その声を聞いた酒場の主人はチッ、と舌打ちを漏らすとツカツカと【商品】と書かれた檻の前に歩いていき、扉を激しく叩いた。
「ガキども!お客様が来てるんだ、静かにしやがれ!また飯を抜くぞ!!」
そういった途端泣いていた子供たちが無理やり口を抑えて声を出さないよう息を詰める。また、ということは常習的に罰として食事を抜いているのだろう。中にいた子供たちはみな薄汚れていて腕や足なんかは棒のように細くなっている子供もいた。
正直なところ、目の前の光景に吐き気がする。
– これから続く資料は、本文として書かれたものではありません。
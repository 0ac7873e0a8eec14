use anyhow::Result;
use glam::DVec3;
use serde::Serialize;
use std::fs::{File, OpenOptions};
use std::io::BufWriter;
use std::path::Path;

use crate::interlace::SubMesh;
use crate::mesh_3d::{ComplexMesh, MeshSlot};
use crate::particles::{net_force, ParticleSystem};

/// Charge bookkeeping of one assignment pass.
#[derive(Debug, Clone, PartialEq)]
pub struct PassDiagnostics {
    pub step: usize,
    pub sub_mesh: SubMesh,
    pub particles: usize,
    pub total_charge: f64,
    pub mesh_charge: f64,
    pub conservation_error: f64,
    pub max_cell: f64,
}

impl PassDiagnostics {
    /// Compares the charge in `slot` of a freshly assigned mesh against the
    /// particles that were spread into it.
    pub fn measure(step: usize, sub_mesh: SubMesh, particles: &ParticleSystem,
                   mesh: &ComplexMesh, slot: MeshSlot) -> Self {
        let total_charge = particles.total_charge();
        let mesh_charge = mesh.sum(slot);
        Self { step, sub_mesh, particles: particles.len(), total_charge, mesh_charge,
               conservation_error: (mesh_charge - total_charge).abs(),
               max_cell: mesh.max_abs(slot) }
    }
}

/// Force totals after one full step.
#[derive(Debug, Clone, PartialEq)]
pub struct ForceDiagnostics {
    pub step: usize,
    pub net_force: DVec3,
    pub max_force: f64,
}

impl ForceDiagnostics {
    pub fn measure(step: usize, forces: &[DVec3]) -> Self {
        let max_force = forces.iter().fold(0.0, |acc: f64, f| acc.max(f.length()));
        Self { step, net_force: net_force(forces), max_force }
    }
}

#[derive(Debug, Serialize)]
struct PassRow<'a> {
    pub step: usize,
    pub sub_mesh: &'a str,
    pub particles: usize,
    pub total_charge: f64,
    pub mesh_charge: f64,
    pub conservation_error: f64,
    pub max_cell: f64,
}

#[derive(Debug, Serialize)]
struct ForceRow {
    pub step: usize,
    pub net_force_x: f64,
    pub net_force_y: f64,
    pub net_force_z: f64,
    pub max_force: f64,
}

/// Writes `passes.csv` and `forces.csv` into an output directory.
pub struct AssignmentLogger {
    pass_wtr: csv::Writer<BufWriter<File>>,
    force_wtr: csv::Writer<BufWriter<File>>,
    flush_every: usize,
}

impl AssignmentLogger {
    pub fn new(out_dir: impl AsRef<Path>) -> Result<Self> {
        std::fs::create_dir_all(out_dir.as_ref())?;

        let open = |name: &str| -> Result<csv::Writer<BufWriter<File>>> {
            let file = OpenOptions::new()
                .create(true)
                .truncate(true)
                .write(true)
                .open(out_dir.as_ref().join(name))?;
            Ok(csv::WriterBuilder::new()
                .has_headers(true)
                .from_writer(BufWriter::new(file)))
        };

        Ok(Self { pass_wtr: open("passes.csv")?, force_wtr: open("forces.csv")?,
                  flush_every: 100 })
    }

    pub fn log_pass(&mut self, d: &PassDiagnostics) -> Result<()> {
        self.pass_wtr.serialize(PassRow {
            step: d.step,
            sub_mesh: d.sub_mesh.name(),
            particles: d.particles,
            total_charge: d.total_charge,
            mesh_charge: d.mesh_charge,
            conservation_error: d.conservation_error,
            max_cell: d.max_cell,
        })?;
        if d.step % self.flush_every == 0 {
            self.pass_wtr.flush()?;
        }
        Ok(())
    }

    pub fn log_forces(&mut self, d: &ForceDiagnostics) -> Result<()> {
        self.force_wtr.serialize(ForceRow {
            step: d.step,
            net_force_x: d.net_force.x,
            net_force_y: d.net_force.y,
            net_force_z: d.net_force.z,
            max_force: d.max_force,
        })?;
        if d.step % self.flush_every == 0 {
            self.force_wtr.flush()?;
        }
        Ok(())
    }

    pub fn flush(&mut self) -> Result<()> {
        self.pass_wtr.flush()?;
        self.force_wtr.flush()?;
        Ok(())
    }
}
ある程度のものは覚悟していたが、まさかここまでとは思いもしなかった。
こんな環境で、助けに来てくれるような親もいない子供たちは絶望を抱いたままどこかに売られて行ったのだろうか。
良くない感情が表に出ないようにと、貴族として商品を値踏みするような視線に変換して子供たちの様子を観察した。
(王様がこれみたら、きっとものすごく怒るんだろうなあ…)
そうしてしばらく無言でいたせいで店主はこちらが何かが気に食わなかったと思ったのだろう。焦った様子で「そういえば上物が手に入りましてね。」と言いながら「ほら、出て来い」と泣いていた子供をなだめていた一人の少年を無理やり引っ張り出してくる。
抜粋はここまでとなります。